Minor comments which do not require a response from the authors:
Although not necessary, please consider citing the original works for risk invariance under correlation shift for the claim in line 194, e.g. from Rojas-Carulla 2018 Invariant Models for Causal Transfer Learning https://arxiv.org/abs/1507.05333 or Peters et al. 2016 Causal inference using invariant prediction: identification and confidence intervals https://arxiv.org/abs/1501.01332. Consider relating the findings to more recent work such as Kaur et al. 2023 Modeling the Data-Generating Process is Necessary for Out-of-Distribution Generalization https://arxiv.org/abs/2206.07837.
Please specify whether it is feasible and how to check if the sufficient conditions hold.
Consider commenting on data augmentation that might achieve the same conditions as data balancing in some scenarios.
I would suggest adding a footnote that the term sufficient statistic differs slightly from its traditional definition e.g. in line 198 it is more appropriate to say that E[Y|X_Z^\perp] is a sufficient statistic for the outcome risk function E[Y|X], not for Y.
After the response
Thanks for responding to the my concerns. I do not have any more questions and feel that the work is significant in that it presents a better understanding of data balancing (a commonly-used method in fairness or robustness problems). I have raised my score to 7 as a result.
局限性
Limitations are acknowledged in good amount of detail.
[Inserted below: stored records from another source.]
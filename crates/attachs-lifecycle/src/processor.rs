//! Attachment Processor
//!
//! Turns a staged upload into a processed attachment. Every style is written
//! before the `processed` state is published, and the publish itself is a
//! compare-and-swap on the record, so a crashed or cancelled run leaves the
//! attachment in `processing` where the next run picks it up.

use std::collections::{BTreeMap, BTreeSet};
use std::sync::Arc;

use attachs_core::{Id, ValidationErrors, UNPROCESSED};
use bytes::Bytes;
use chrono::Utc;
use futures::future::try_join_all;
use tracing::{debug, info, instrument, warn};

use crate::error::{AttachmentError, AttachmentResult};
use crate::hooks::Observers;
use crate::inspect::inspect;
use crate::keys::KeyDeriver;
use crate::model::{Attachment, ProcessedMetadata};
use crate::storage::StorageBackend;
use crate::store::AttachmentStore;
use crate::styles::{StyleRegistry, StyleSet, StyleSpec, ORIGINAL};
use crate::transform::Transformer;

/// Outcome of a reprocess run, as storage paths
#[derive(Debug, Clone, Default, PartialEq, Eq)]
pub struct ReprocessReport {
    pub written: Vec<String>,
    pub removed: Vec<String>,
    pub unchanged: Vec<String>,
}

impl ReprocessReport {
    pub fn is_noop(&self) -> bool {
        self.written.is_empty() && self.removed.is_empty()
    }
}

/// Outcome of a run over every processed attachment
#[derive(Debug, Clone, Default, PartialEq, Eq)]
pub struct BatchReport {
    pub succeeded: usize,
    pub failed: Vec<Id>,
}

/// Attachment processor
pub struct AttachmentProcessor<St: AttachmentStore, S: StorageBackend> {
    store: Arc<St>,
    storage: Arc<S>,
    transformer: Arc<dyn Transformer>,
    keys: KeyDeriver,
    styles: StyleRegistry,
    observers: Observers,
}

impl<St: AttachmentStore, S: StorageBackend> AttachmentProcessor<St, S> {
    pub fn new(
        store: Arc<St>,
        storage: Arc<S>,
        transformer: Arc<dyn Transformer>,
        keys: KeyDeriver,
        styles: StyleRegistry,
    ) -> Self {
        Self {
            store,
            storage,
            transformer,
            keys,
            styles,
            observers: Observers::new(),
        }
    }

    pub fn with_observers(mut self, observers: Observers) -> Self {
        self.observers = observers;
        self
    }

    pub fn store(&self) -> &Arc<St> {
        &self.store
    }

    pub fn storage(&self) -> &Arc<S> {
        &self.storage
    }

    pub fn keys(&self) -> &KeyDeriver {
        &self.keys
    }

    pub fn styles(&self) -> &StyleRegistry {
        &self.styles
    }

    async fn load(&self, id: Id) -> AttachmentResult<Attachment> {
        self.store
            .get(id)
            .await?
            .ok_or(AttachmentError::NotFound(id))
    }

    /// Process a staged upload; already processed attachments are returned as is
    #[instrument(skip(self))]
    pub async fn process(&self, id: Id) -> AttachmentResult<Attachment> {
        let mut attachment = self.load(id).await?;
        if attachment.is_processed() {
            debug!(id = id, "Attachment already processed");
            return Ok(attachment);
        }

        if attachment.is_uploading() {
            attachment.begin_processing()?;
            attachment = self.store.update(&attachment).await?;
        }

        let staging = self.keys.staging_path(id);
        let source = self.storage.get(&staging).await?;
        let metadata = inspect(&source, attachment.filename.as_deref())?;

        let styles = self
            .styles
            .resolve(&attachment.owner_type, &attachment.owner_attribute);

        self.observers.before(&attachment, &source).await;
        let paths = self
            .write_styles(id, &source, &metadata, styles.iter())
            .await?;
        self.observers.after(&attachment, &paths).await;

        attachment.mark_processed(metadata, styles.configs(), Utc::now())?;
        let attachment = self.store.update(&attachment).await?;

        if let Err(e) = self.storage.delete(&staging).await {
            warn!(id = id, path = %staging, error = %e, "Failed to delete staged upload");
        }

        info!(
            id = id,
            styles = paths.len(),
            content_type = attachment.content_type.as_deref().unwrap_or_default(),
            "Attachment processed"
        );

        Ok(attachment)
    }

    /// Rematerialize styles after a configuration change
    ///
    /// Styles whose path and configuration are unchanged are not rewritten.
    /// Paths that only the previous configuration produced are deleted once
    /// the new snapshot is published.
    #[instrument(skip(self))]
    pub async fn reprocess(&self, id: Id) -> AttachmentResult<ReprocessReport> {
        let mut attachment = self.load(id).await?;
        let metadata = processed_metadata(&attachment)?;

        let previous = StyleSet::from_configs(&attachment.applied_styles);
        let current = self
            .styles
            .resolve(&attachment.owner_type, &attachment.owner_attribute);
        let old_paths = self.keys.derive_all(id, &previous, &metadata.extension);
        let new_paths = self.keys.derive_all(id, &current, &metadata.extension);
        let old_set: BTreeSet<&String> = old_paths.values().collect();
        let new_set: BTreeSet<&String> = new_paths.values().collect();

        let (stale, fresh): (Vec<&StyleSpec>, Vec<&StyleSpec>) =
            current.iter().partition(|style| {
                let path = &new_paths[&style.name];
                let config_changed = previous
                    .get(&style.name)
                    .map_or(true, |old| old.config != style.config);
                !old_set.contains(path) || config_changed
            });

        let mut report = ReprocessReport {
            unchanged: fresh.iter().map(|s| new_paths[&s.name].clone()).collect(),
            removed: old_set
                .difference(&new_set)
                .map(|path| path.to_string())
                .collect(),
            ..Default::default()
        };

        let snapshot = current.configs();
        if stale.is_empty() && report.removed.is_empty() && snapshot == attachment.applied_styles {
            debug!(id = id, "Styles up to date");
            return Ok(report);
        }

        if !stale.is_empty() {
            let source = self.read_original(id, &metadata).await?;
            report.written = self
                .write_styles(id, &source, &metadata, stale.into_iter())
                .await?;
        }

        attachment.restyle(snapshot)?;
        let attachment = self.store.update(&attachment).await?;

        for path in &report.removed {
            if let Err(e) = self.storage.delete(path).await {
                warn!(id = id, path = %path, error = %e, "Failed to delete superseded style");
            }
        }

        self.styles.registry().touch(&attachment.owner());
        info!(
            id = id,
            written = report.written.len(),
            removed = report.removed.len(),
            "Attachment reprocessed"
        );

        Ok(report)
    }

    /// Restore styles of the published set whose objects are gone
    #[instrument(skip(self))]
    pub async fn fix_missing(&self, id: Id) -> AttachmentResult<Vec<String>> {
        let attachment = self.load(id).await?;
        let metadata = processed_metadata(&attachment)?;
        let published = StyleSet::from_configs(&attachment.applied_styles);

        let mut missing = Vec::new();
        for style in published.iter().filter(|s| !s.is_original()) {
            let path = self.keys.derive(id, style, &metadata.extension);
            if !self.storage.exists(&path).await? {
                missing.push(style);
            }
        }

        if missing.is_empty() {
            return Ok(Vec::new());
        }

        let source = self.read_original(id, &metadata).await?;
        let written = self
            .write_styles(id, &source, &metadata, missing.into_iter())
            .await?;

        self.styles.registry().touch(&attachment.owner());
        info!(id = id, restored = written.len(), "Missing styles restored");

        Ok(written)
    }

    pub async fn reprocess_all(&self) -> AttachmentResult<BatchReport> {
        let mut report = BatchReport::default();
        for id in self.processed_ids().await? {
            match self.reprocess(id).await {
                Ok(_) => report.succeeded += 1,
                Err(e) => {
                    warn!(id = id, error = %e, "Reprocess failed");
                    report.failed.push(id);
                }
            }
        }
        Ok(report)
    }

    pub async fn fix_missing_all(&self) -> AttachmentResult<BatchReport> {
        let mut report = BatchReport::default();
        for id in self.processed_ids().await? {
            match self.fix_missing(id).await {
                Ok(_) => report.succeeded += 1,
                Err(e) => {
                    warn!(id = id, error = %e, "Fixing missing styles failed");
                    report.failed.push(id);
                }
            }
        }
        Ok(report)
    }

    async fn processed_ids(&self) -> AttachmentResult<Vec<Id>> {
        Ok(self
            .store
            .find_processed()
            .await?
            .into_iter()
            .filter_map(|a| a.id)
            .collect())
    }

    async fn read_original(&self, id: Id, metadata: &ProcessedMetadata) -> AttachmentResult<Bytes> {
        let path = self
            .keys
            .derive(id, &StyleSpec::original(), &metadata.extension);
        Ok(self.storage.get(&path).await?)
    }

    /// Write styles concurrently; the first failure aborts the set
    async fn write_styles<'a>(
        &self,
        id: Id,
        source: &Bytes,
        metadata: &ProcessedMetadata,
        styles: impl Iterator<Item = &'a StyleSpec>,
    ) -> AttachmentResult<Vec<String>> {
        try_join_all(styles.map(|style| self.write_style(id, source, metadata, style))).await
    }

    async fn write_style(
        &self,
        id: Id,
        source: &Bytes,
        metadata: &ProcessedMetadata,
        style: &StyleSpec,
    ) -> AttachmentResult<String> {
        let path = self.keys.derive(id, style, &metadata.extension);
        let data = if style.is_original() {
            source.clone()
        } else {
            self.transformer
                .transform(source.clone(), style, &metadata.content_type)
                .await?
        };

        self.storage
            .put(&path, data, &metadata.content_type)
            .await?;
        debug!(id = id, style = %style.name, path = %path, "Style stored");

        Ok(path)
    }
}

fn processed_metadata(attachment: &Attachment) -> AttachmentResult<ProcessedMetadata> {
    attachment
        .metadata()
        .ok_or_else(|| AttachmentError::from(ValidationErrors::base(UNPROCESSED)))
}

/// Every path a processed attachment may own: published snapshot plus current configuration
pub(crate) fn owned_paths(
    keys: &KeyDeriver,
    styles: &StyleRegistry,
    attachment: &Attachment,
) -> BTreeSet<String> {
    let (Some(id), Some(extension)) = (attachment.id, attachment.extension.as_deref()) else {
        return BTreeSet::new();
    };
    let published = StyleSet::from_configs(&attachment.applied_styles);
    let current = styles.resolve(&attachment.owner_type, &attachment.owner_attribute);

    let mut paths: BTreeSet<String> = keys.derive_all(id, &published, extension).into_values().collect();
    paths.extend(keys.derive_all(id, &current, extension).into_values());
    paths
}

/// Published style name to path
pub(crate) fn published_paths(keys: &KeyDeriver, attachment: &Attachment) -> BTreeMap<String, String> {
    match (attachment.id, attachment.extension.as_deref()) {
        (Some(id), Some(extension)) if attachment.is_processed() => keys.derive_all(
            id,
            &StyleSet::from_configs(&attachment.applied_styles),
            extension,
        ),
        _ => BTreeMap::new(),
    }
}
We thank the reviewer for their positive comments on our work. We respond to the comments below:
- Necessary and sufficient conditions: Thank you for this comment. Our results show that Propositions 4.2 and 4.3 are sufficient, while Proposition 4.4 is necessary. Based on the comment from Reviewer AEL7, we redefine Proposition 4.4 to make it more general, and rework the proof to highlight its necessity. We also rephrase Section 4 to avoid any confusion.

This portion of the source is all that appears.